Welcome to WebmasterWorld Guest from 188.8.131.52
Maybe it is in there but I cant seem to find it, with the size of the thread.
Clearly using htaccess the rules must be read each and every time a page is read so it sounds like a the rules could be put into the httpd but the order.
Where does one need to put the the rules, before other existing rules of after them It strikes me that before would be better but I am not sure.
rules for error pages
rules for maing pages static looking
rules for preventing hotlinking
rules for ban list
Is there a default order to the list?
Each and every time a resource - page, script, image, CSS file, etc. - is requested, actually -- regardless of whether the code is in httpd.conf or .htaccess.

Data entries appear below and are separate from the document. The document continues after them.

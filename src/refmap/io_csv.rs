// Primitives for reading the CSV tables.

use std::fs::File;
use std::io::Read;

use csv::{Reader, StringRecord};

use crate::refmap::{io_common::simplify_file_name, *};

// (field name, default header)
const REFERENDUM_COLUMNS: [(&str, &str); 9] = [
    ("department_code", "Department code"),
    ("department_name", "Department name"),
    ("town_code", "Town code"),
    ("town_name", "Town name"),
    ("registered", "Registered"),
    ("abstentions", "Abstentions"),
    ("null_votes", "Null"),
    ("choice_a", "Choice A"),
    ("choice_b", "Choice B"),
];

const REGION_COLUMNS: [(&str, &str); 2] = [("region_code", "code"), ("region_name", "name")];

const DEPARTMENT_COLUMNS: [(&str, &str); 3] = [
    ("department_code", "code"),
    ("department_name", "name"),
    ("region_code", "region_code"),
];

pub fn read_referendum(path: &str, src: &TableSource) -> RefmapResult<Vec<ReferendumRecord>> {
    let rdr = open_csv(path, src)?;
    parse_referendum(rdr, path, src)
}

pub fn read_regions(path: &str, src: &TableSource) -> RefmapResult<Vec<Region>> {
    let rdr = open_csv(path, src)?;
    parse_regions(rdr, path, src)
}

pub fn read_departments(path: &str, src: &TableSource) -> RefmapResult<Vec<Department>> {
    let rdr = open_csv(path, src)?;
    parse_departments(rdr, path, src)
}

pub fn parse_referendum<R: Read>(
    mut rdr: Reader<R>,
    path: &str,
    src: &TableSource,
) -> RefmapResult<Vec<ReferendumRecord>> {
    let cols = resolve_columns(&mut rdr, path, src, &REFERENDUM_COLUMNS)?;
    let mut res: Vec<ReferendumRecord> = Vec::new();
    for (idx, line_r) in rdr.records().enumerate() {
        let lineno = idx + 2;
        let line = line_r.context(CsvLineParseSnafu { path, lineno })?;
        let row = Row {
            line: &line,
            path,
            lineno,
            cols: &cols,
        };
        res.push(ReferendumRecord {
            department_code: row.text(0)?,
            department_name: row.text(1)?,
            town_code: row.text(2)?,
            town_name: row.text(3)?,
            registered: row.count(4)?,
            abstentions: row.count(5)?,
            null_votes: row.count(6)?,
            choice_a: row.count(7)?,
            choice_b: row.count(8)?,
        });
    }
    info!(
        "read {} referendum records from {}",
        res.len(),
        simplify_file_name(path)
    );
    Ok(res)
}

pub fn parse_regions<R: Read>(
    mut rdr: Reader<R>,
    path: &str,
    src: &TableSource,
) -> RefmapResult<Vec<Region>> {
    let cols = resolve_columns(&mut rdr, path, src, &REGION_COLUMNS)?;
    let mut res: Vec<Region> = Vec::new();
    for (idx, line_r) in rdr.records().enumerate() {
        let lineno = idx + 2;
        let line = line_r.context(CsvLineParseSnafu { path, lineno })?;
        let row = Row {
            line: &line,
            path,
            lineno,
            cols: &cols,
        };
        res.push(Region {
            region_code: row.text(0)?,
            region_name: row.text(1)?,
        });
    }
    info!("read {} regions from {}", res.len(), simplify_file_name(path));
    Ok(res)
}

pub fn parse_departments<R: Read>(
    mut rdr: Reader<R>,
    path: &str,
    src: &TableSource,
) -> RefmapResult<Vec<Department>> {
    let cols = resolve_columns(&mut rdr, path, src, &DEPARTMENT_COLUMNS)?;
    let mut res: Vec<Department> = Vec::new();
    for (idx, line_r) in rdr.records().enumerate() {
        let lineno = idx + 2;
        let line = line_r.context(CsvLineParseSnafu { path, lineno })?;
        let row = Row {
            line: &line,
            path,
            lineno,
            cols: &cols,
        };
        res.push(Department {
            department_code: row.text(0)?,
            department_name: row.text(1)?,
            region_code: row.text(2)?,
        });
    }
    info!(
        "read {} departments from {}",
        res.len(),
        simplify_file_name(path)
    );
    Ok(res)
}

pub fn csv_reader<R: Read>(input: R, src: &TableSource) -> RefmapResult<Reader<R>> {
    Ok(csv::ReaderBuilder::new()
        .has_headers(true)
        .delimiter(src.delimiter_byte()?)
        .from_reader(input))
}

fn open_csv(path: &str, src: &TableSource) -> RefmapResult<Reader<File>> {
    info!("Attempting to read table {:?}", path);
    let f = File::open(path).context(OpeningFileSnafu { path })?;
    csv_reader(f, src)
}

// The header and position of each requested field, in the requested order.
fn resolve_columns<R: Read>(
    rdr: &mut Reader<R>,
    path: &str,
    src: &TableSource,
    fields: &[(&str, &str)],
) -> RefmapResult<Vec<(String, usize)>> {
    let headers: StringRecord = rdr
        .headers()
        .context(CsvLineParseSnafu { path, lineno: 1_usize })?
        .clone();
    debug!("{}: header: {:?}", path, headers);
    let mut res: Vec<(String, usize)> = Vec::new();
    for (field, default) in fields.iter() {
        let column = src.column(field, default);
        let idx = headers
            .iter()
            .position(|h| h.trim() == column)
            .context(CsvMissingColumnSnafu {
                path,
                column: column.clone(),
            })?;
        res.push((column, idx));
    }
    Ok(res)
}

struct Row<'a> {
    line: &'a StringRecord,
    path: &'a str,
    lineno: usize,
    cols: &'a [(String, usize)],
}

impl<'a> Row<'a> {
    fn cell(&self, i: usize) -> RefmapResult<&'a str> {
        let (column, idx) = &self.cols[i];
        let s = self.line.get(*idx).map(str::trim).unwrap_or("");
        ensure!(
            !s.is_empty(),
            CsvMissingValueSnafu {
                path: self.path,
                lineno: self.lineno,
                column: column.clone(),
            }
        );
        Ok(s)
    }

    fn text(&self, i: usize) -> RefmapResult<String> {
        self.cell(i).map(|s| s.to_string())
    }

    fn count(&self, i: usize) -> RefmapResult<u64> {
        let s = self.cell(i)?;
        s.parse::<u64>().context(CsvNumberSnafu {
            path: self.path,
            lineno: self.lineno,
            column: self.cols[i].0.clone(),
            value: s,
        })
    }
}
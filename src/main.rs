mod args;
mod refmap;

use clap::Parser;
use log::{debug, info};

fn main() {
    let args = args::Args::parse();

    if args.verbose {
        env_logger::Builder::new()
            .filter_level(log::LevelFilter::Debug)
            .init();
    } else {
        env_logger::Builder::from_env(env_logger::Env::default().default_filter_or("info")).init();
    }
    debug!("args: {:?}", args);

    match refmap::run_referendum(&args) {
        Ok(_) => info!("Run {} completed", args.config),
        Err(e) => {
            refmap::print_error(&e);
            std::process::exit(1);
        }
    }
}
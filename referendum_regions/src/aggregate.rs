use log::{debug, info, warn};
use snafu::{ensure, OptionExt};

use std::collections::btree_map::Entry;
use std::collections::BTreeMap;

use crate::config::*;

fn add_count(
    total: &mut u64,
    value: u64,
    region_code: &str,
    field: &str,
) -> Result<(), PipelineError> {
    *total = total.checked_add(value).context(IntegerOverflowSnafu {
        region_code,
        field,
    })?;
    Ok(())
}

fn accumulate(acc: &mut RegionSummary, rec: &AreaRecord) -> Result<(), PipelineError> {
    ensure!(
        acc.region_name == rec.region_name,
        ConflictingRegionNameSnafu {
            region_code: acc.region_code.clone(),
            first: acc.region_name.clone(),
            second: rec.region_name.clone(),
        }
    );
    let code = rec.region_code.as_str();
    add_count(&mut acc.registered, rec.registered, code, "registered")?;
    add_count(&mut acc.abstentions, rec.abstentions, code, "abstentions")?;
    add_count(&mut acc.null_votes, rec.null_votes, code, "null_votes")?;
    add_count(&mut acc.choice_a, rec.choice_a, code, "choice_a")?;
    add_count(&mut acc.choice_b, rec.choice_b, code, "choice_b")?;
    Ok(())
}

/// Sums the counts of the area records for each region.
///
/// The output contains exactly one row per region code, sorted by code.
pub fn aggregate_regions(records: &[AreaRecord]) -> Result<Vec<RegionSummary>, PipelineError> {
    let mut groups: BTreeMap<String, RegionSummary> = BTreeMap::new();
    for rec in records.iter() {
        match groups.entry(rec.region_code.clone()) {
            Entry::Vacant(e) => {
                e.insert(RegionSummary {
                    region_code: rec.region_code.clone(),
                    region_name: rec.region_name.clone(),
                    registered: rec.registered,
                    abstentions: rec.abstentions,
                    null_votes: rec.null_votes,
                    choice_a: rec.choice_a,
                    choice_b: rec.choice_b,
                });
            }
            Entry::Occupied(mut e) => accumulate(e.get_mut(), rec)?,
        }
    }
    info!(
        "aggregate_regions: {} area records -> {} regions",
        records.len(),
        groups.len()
    );
    Ok(groups.into_values().collect())
}

/// Computes the share of choice A among the expressed ballots of each region.
///
/// Regions without any expressed ballot either abort the run or are
/// skipped, depending on the policy. The skipped region codes are returned
/// with the results.
pub fn derive_ratios(
    summaries: Vec<RegionSummary>,
    policy: RatioPolicy,
) -> Result<(Vec<RegionResult>, Vec<String>), PipelineError> {
    let mut res: Vec<RegionResult> = Vec::new();
    let mut skipped: Vec<String> = Vec::new();
    for summary in summaries {
        let expressed = summary.expressed().context(IntegerOverflowSnafu {
            region_code: summary.region_code.clone(),
            field: "expressed",
        })?;
        if expressed == 0 {
            match policy {
                RatioPolicy::Abort => {
                    return RatioUndefinedSnafu {
                        region_code: summary.region_code,
                    }
                    .fail();
                }
                RatioPolicy::Skip => {
                    warn!(
                        "derive_ratios: region {} ({}): no expressed ballot, skipping",
                        summary.region_code, summary.region_name
                    );
                    skipped.push(summary.region_code);
                    continue;
                }
            }
        }
        let ratio = summary.choice_a as f64 / expressed as f64;
        debug!("derive_ratios: region {}: {}", summary.region_code, ratio);
        res.push(RegionResult { summary, ratio });
    }
    Ok((res, skipped))
}

#[cfg(test)]
mod tests {
    use super::*;

    fn area(region_code: &str, region_name: &str, counts: [u64; 5]) -> AreaRecord {
        AreaRecord {
            department_code: "01".to_string(),
            department_name: "Dep1".to_string(),
            town_code: "001".to_string(),
            town_name: "Town1".to_string(),
            region_code: region_code.to_string(),
            region_name: region_name.to_string(),
            registered: counts[0],
            abstentions: counts[1],
            null_votes: counts[2],
            choice_a: counts[3],
            choice_b: counts[4],
        }
    }

    fn summary(region_code: &str, choice_a: u64, choice_b: u64) -> RegionSummary {
        RegionSummary {
            region_code: region_code.to_string(),
            region_name: format!("Region {}", region_code),
            registered: choice_a.saturating_add(choice_b),
            abstentions: 0,
            null_votes: 0,
            choice_a,
            choice_b,
        }
    }

    #[test]
    fn sums_per_region() {
        let records = vec![
            area("R2", "Region2", [2000, 200, 20, 900, 880]),
            area("R1", "Region1", [1000, 100, 10, 450, 440]),
            area("R1", "Region1", [500, 50, 5, 200, 245]),
        ];
        let res = aggregate_regions(&records).unwrap();
        assert_eq!(res.len(), 2);
        assert_eq!(res[0].region_code, "R1");
        assert_eq!(
            res[0],
            RegionSummary {
                region_code: "R1".to_string(),
                region_name: "Region1".to_string(),
                registered: 1500,
                abstentions: 150,
                null_votes: 15,
                choice_a: 650,
                choice_b: 685,
            }
        );
        assert_eq!(res[1].registered, 2000);

        let total_in: u64 = records.iter().map(|r| r.registered).sum();
        let total_out: u64 = res.iter().map(|r| r.registered).sum();
        assert_eq!(total_in, total_out);
    }

    #[test]
    fn empty_input() {
        assert_eq!(aggregate_regions(&[]), Ok(vec![]));
    }

    #[test]
    fn conflicting_region_name() {
        let records = vec![
            area("R1", "Region1", [1, 0, 0, 1, 0]),
            area("R1", "Other name", [1, 0, 0, 1, 0]),
        ];
        assert_eq!(
            aggregate_regions(&records),
            Err(PipelineError::ConflictingRegionName {
                region_code: "R1".to_string(),
                first: "Region1".to_string(),
                second: "Other name".to_string(),
            })
        );
    }

    #[test]
    fn overflow_is_fatal() {
        let records = vec![
            area("R1", "Region1", [u64::MAX, 0, 0, 1, 0]),
            area("R1", "Region1", [1, 0, 0, 1, 0]),
        ];
        assert_eq!(
            aggregate_regions(&records),
            Err(PipelineError::IntegerOverflow {
                region_code: "R1".to_string(),
                field: "registered".to_string(),
            })
        );
    }

    #[test]
    fn expressed_overflow_is_fatal() {
        for policy in [RatioPolicy::Abort, RatioPolicy::Skip] {
            let res = derive_ratios(vec![summary("R1", u64::MAX, 1)], policy);
            assert_eq!(
                res,
                Err(PipelineError::IntegerOverflow {
                    region_code: "R1".to_string(),
                    field: "expressed".to_string(),
                })
            );
        }
    }

    #[test]
    fn ratio_values() {
        let (res, skipped) = derive_ratios(
            vec![summary("R1", 450, 440), summary("R2", 0, 10)],
            RatioPolicy::Abort,
        )
        .unwrap();
        assert!(skipped.is_empty());
        assert!((res[0].ratio - 450.0 / 890.0).abs() < 1e-12);
        assert_eq!(res[1].ratio, 0.0);
        assert!(res.iter().all(|r| (0.0..=1.0).contains(&r.ratio)));
    }

    #[test]
    fn ratio_undefined_abort() {
        let res = derive_ratios(vec![summary("R1", 0, 0)], RatioPolicy::Abort);
        assert_eq!(
            res,
            Err(PipelineError::RatioUndefined {
                region_code: "R1".to_string()
            })
        );
    }

    #[test]
    fn ratio_undefined_skip() {
        let (res, skipped) = derive_ratios(
            vec![summary("R1", 0, 0), summary("R2", 3, 1)],
            RatioPolicy::Skip,
        )
        .unwrap();
        assert_eq!(skipped, vec!["R1".to_string()]);
        assert_eq!(res.len(), 1);
        assert_eq!(res[0].summary.region_code, "R2");
        assert_eq!(res[0].ratio, 0.75);
    }
}
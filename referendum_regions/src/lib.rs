mod aggregate;
pub mod builder;
mod config;
mod joins;
pub mod manual;
mod merge;

use log::{info, warn};

pub use crate::aggregate::{aggregate_regions, derive_ratios};
pub use crate::config::*;
pub use crate::joins::{
    is_overseas, join_areas, join_references, AreaJoinStats, OVERSEAS_MARKER,
};
pub use crate::merge::{merge_geometries, MergeStats};

/// Runs the tabular part of the pipeline: reference join, area join with
/// the overseas exclusion, aggregation by region and ratio derivation.
///
/// Arguments:
/// * `records` the results of every voting unit
/// * `regions` the region reference table
/// * `departments` the department reference table
/// * `policy` what to do with regions that have no expressed ballot
///
/// The geometry counters of the returned diagnostics are left at zero.
pub fn compute_region_results(
    records: &[ReferendumRecord],
    regions: &[Region],
    departments: &[Department],
    policy: RatioPolicy,
) -> Result<(Vec<RegionResult>, Diagnostics), PipelineError> {
    info!(
        "compute_region_results: processing {} records, {} regions, {} departments",
        records.len(),
        regions.len(),
        departments.len()
    );
    let (lookup, departments_without_region) = join_references(regions, departments)?;
    let (areas, area_stats) = join_areas(records, &lookup)?;
    let summaries = aggregate_regions(&areas)?;
    let (results, regions_without_ratio) = derive_ratios(summaries, policy)?;

    let diagnostics = Diagnostics {
        departments_without_region,
        records_without_department: area_stats.records_without_department,
        overseas_records_excluded: area_stats.overseas_records_excluded,
        regions_without_ratio,
        ..Diagnostics::default()
    };
    Ok((results, diagnostics))
}

/// Runs the whole pipeline, up to the merge with the region boundaries.
///
/// Either every stage succeeds and the full output is returned, or the
/// first error is returned and nothing else.
pub fn run_pipeline<G>(
    records: &[ReferendumRecord],
    regions: &[Region],
    departments: &[Department],
    features: Vec<GeometryFeature<G>>,
    policy: RatioPolicy,
) -> Result<PipelineOutput<G>, PipelineError> {
    let (results, mut diagnostics) =
        compute_region_results(records, regions, departments, policy)?;
    let (spatial, merge_stats) = merge_geometries(&results, features)?;
    diagnostics.regions_without_geometry = merge_stats.regions_without_geometry;
    diagnostics.geometries_without_region = merge_stats.geometries_without_region;
    log_diagnostics(&diagnostics);
    Ok(PipelineOutput {
        results,
        spatial,
        diagnostics,
    })
}

fn log_diagnostics(d: &Diagnostics) {
    if d.departments_without_region > 0 {
        warn!(
            "{} departments dropped: unknown region",
            d.departments_without_region
        );
    }
    if d.records_without_department > 0 {
        warn!(
            "{} records dropped: unknown department",
            d.records_without_department
        );
    }
    if d.overseas_records_excluded > 0 {
        info!(
            "{} records excluded: overseas or abroad",
            d.overseas_records_excluded
        );
    }
    if d.regions_without_geometry > 0 {
        warn!(
            "{} regions dropped: no boundary",
            d.regions_without_geometry
        );
    }
    if d.geometries_without_region > 0 {
        warn!(
            "{} boundaries dropped: no result",
            d.geometries_without_region
        );
    }
    if !d.regions_without_ratio.is_empty() {
        warn!(
            "regions without expressed ballot: {:?}",
            d.regions_without_ratio
        );
    }
}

The advantage of httpd.conf over .htaccess is that code in httpd.conf is compiled at startup, versus code in .htaccess being interpreted on-the-fly at the time that a request arrives.
As to order... If you have a real problem with certain IPs or certain user-agents hotlinking, putting the code to block those first will save you a little server CPU time. However, successful requests will usually have to pass through the entire block of code, since 'good guys' will be allowed access only after all of your tests to see if they are in fact good. Therefore, the only gain is to kick frequent abusers out at the earliest opportunity.
However, if you can't pinpoint a type of problem that occurs very frequently, then there is no basis upon which to establish order except for ease of documentation and maintenance.
About the only thing I can tell you is that in .htaccess, mod_access directives are processed before mod_rewrite directives, regardless of their position in your code -- each module reads and interprets the code looking for directives it can handle, so you do not really control the exact order of execution by position in your file.
I hope this description makes sense!